## Records for this task
┌──
//! Driver Model

use chrono::{DateTime, Utc};
use serde::{Deserialize, Serialize};
use validator::Validate;

/// Driver availability status
///
/// `available` ↔ `offline` may be toggled by staff; `busy` and
/// `delivering` are set by the system only.
#[derive(Debug, Clone, Copy, Serialize, Deserialize, PartialEq, Eq, Default)]
#[serde(rename_all = "snake_case")]
pub enum DriverStatus {
    #[default]
    Offline,
    Available,
    Busy,
    Delivering,
}

impl std::fmt::Display for DriverStatus {
    fn fmt(&self, f: &mut std::fmt::Formatter<'_>) -> std::fmt::Result {
        let s = match self {
            DriverStatus::Offline => "offline",
            DriverStatus::Available => "available",
            DriverStatus::Busy => "busy",
            DriverStatus::Delivering => "delivering",
        };
        f.write_str(s)
    }
}

/// Vehicle type
#[derive(Debug, Clone, Copy, Serialize, Deserialize, PartialEq, Eq)]
#[serde(rename_all = "snake_case")]
pub enum VehicleType {
    Bicycle,
    Scooter,
    Motorcycle,
    Car,
}

/// Driver entity — belongs to exactly one restaurant (tenant)
#[derive(Debug, Clone, Serialize, Deserialize)]
pub struct Driver {
    pub id: String,
    pub restaurant_id: String,
    pub name: String,
    pub phone: String,
    pub email: Option<String>,
    pub vehicle_type: VehicleType,
    pub license_plate: Option<String>,
    pub status: DriverStatus,
    /// Soft-delete flag — inactive drivers never receive assignments
    pub is_active: bool,
    pub total_deliveries: i64,
    /// Running average, 0–5
    pub average_rating: f64,
    pub total_rating_count: i64,
    pub created_at: DateTime<Utc>,
}

/// Create driver payload
#[derive(Debug, Clone, Deserialize, Validate)]
pub struct DriverCreate {
    #[validate(length(min = 1, max = 100))]
    pub name: String,
    #[validate(length(min = 1, max = 32))]
    pub phone: String,
    #[validate(email)]
    pub email: Option<String>,
    pub vehicle_type: VehicleType,
    #[validate(length(max = 16))]
    pub license_plate: Option<String>,
}

/// Update driver profile payload
#[derive(Debug, Clone, Default, Deserialize, Validate)]
pub struct DriverUpdate {
    #[validate(length(min = 1, max = 100))]
    pub name: Option<String>,
    #[validate(length(min = 1, max = 32))]
    pub phone: Option<String>,
    #[validate(email)]
    pub email: Option<String>,
    pub vehicle_type: Option<VehicleType>,
    #[validate(length(max = 16))]
    pub license_plate: Option<String>,
}
//! Order API Handlers

use axum::{
    Json,
    extract::{Path, Query, State},
};
use serde::Deserialize;

use crate::auth::TenantContext;
use crate::core::ServerState;
use crate::db::models::{Order, OrderHistoryEntry, OrderStatus};
use crate::orders::CreateOrderInput;
use crate::utils::AppResult;

#[derive(Deserialize)]
pub struct ListQuery {
    status: Option<OrderStatus>,
}

/// GET /api/orders - 按状态过滤的订单列表 (默认全部)
pub async fn list(
    State(state): State<ServerState>,
    ctx: TenantContext,
    Query(query): Query<ListQuery>,
) -> AppResult<Json<Vec<Order>>> {
    let orders = state
        .stores
        .orders
        .list_orders(&ctx.restaurant_id, query.status)
        .await
        .map_err(crate::orders::LifecycleError::from)?;
    Ok(Json(orders))
}

/// POST /api/orders - 创建订单
pub async fn create(
    State(state): State<ServerState>,
    ctx: TenantContext,
    Json(input): Json<CreateOrderInput>,
) -> AppResult<Json<Order>> {
    let order = state.engine.create_order(&ctx, input).await?;
    Ok(Json(order))
}

/// GET /api/orders/:id - 单个订单
pub async fn get_by_id(
    State(state): State<ServerState>,
    ctx: TenantContext,
    Path(id): Path<String>,
) -> AppResult<Json<Order>> {
    let order = state.engine.get_order(&ctx, &id).await?;
    Ok(Json(order))
}

#[derive(Deserialize)]
pub struct TransitionBody {
    pub status: OrderStatus,
    pub driver_id: Option<String>,
    pub notes: Option<String>,
}

/// POST /api/orders/:id/transition - 状态流转
pub async fn transition(
    State(state): State<ServerState>,
    ctx: TenantContext,
    Path(id): Path<String>,
    Json(body): Json<TransitionBody>,
) -> AppResult<Json<Order>> {
    let order = state
        .engine
        .apply_transition(&ctx, &id, body.status, body.driver_id.as_deref(), body.notes)
        .await?;
    Ok(Json(order))
}

#[derive(Deserialize)]
pub struct AssignBody {
    pub driver_id: String,
    pub notes: Option<String>,
}

/// POST /api/orders/:id/assign - 绑定骑手 (仅 ready 状态)
pub async fn assign(
    State(state): State<ServerState>,
    ctx: TenantContext,
    Path(id): Path<String>,
    Json(body): Json<AssignBody>,
) -> AppResult<Json<Order>> {
    let order = state
        .resolver
        .assign_driver(&ctx, &id, &body.driver_id, body.notes)
        .await?;
    Ok(Json(order))
}

#[derive(Deserialize, Default)]
pub struct CancelBody {
    pub notes: Option<String>,
}

/// POST /api/orders/:id/cancel - 取消订单
pub async fn cancel(
    State(state): State<ServerState>,
    ctx: TenantContext,
    Path(id): Path<String>,
    body: Option<Json<CancelBody>>,
) -> AppResult<Json<Order>> {
    let notes = body.and_then(|Json(b)| b.notes);
    let order = state.engine.cancel_order(&ctx, &id, notes).await?;
    Ok(Json(order))
}

/// GET /api/orders/:id/history - 审计历史 (时间正序)
pub async fn history(
    State(state): State<ServerState>,
    ctx: TenantContext,
    Path(id): Path<String>,
) -> AppResult<Json<Vec<OrderHistoryEntry>>> {
    let entries = state.engine.list_history(&ctx, &id).await?;
    Ok(Json(entries))
}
└──
## What you will do
The answer is the run of lines that starts at the one containing "let entries = state.engine.list_history(&ctx, &id).await?;" and ends at the last line of the material, reproduced exactly.

## Output of the exercise
    let entries = state.engine.list_history(&ctx, &id).await?;
    Ok(Json(entries))
}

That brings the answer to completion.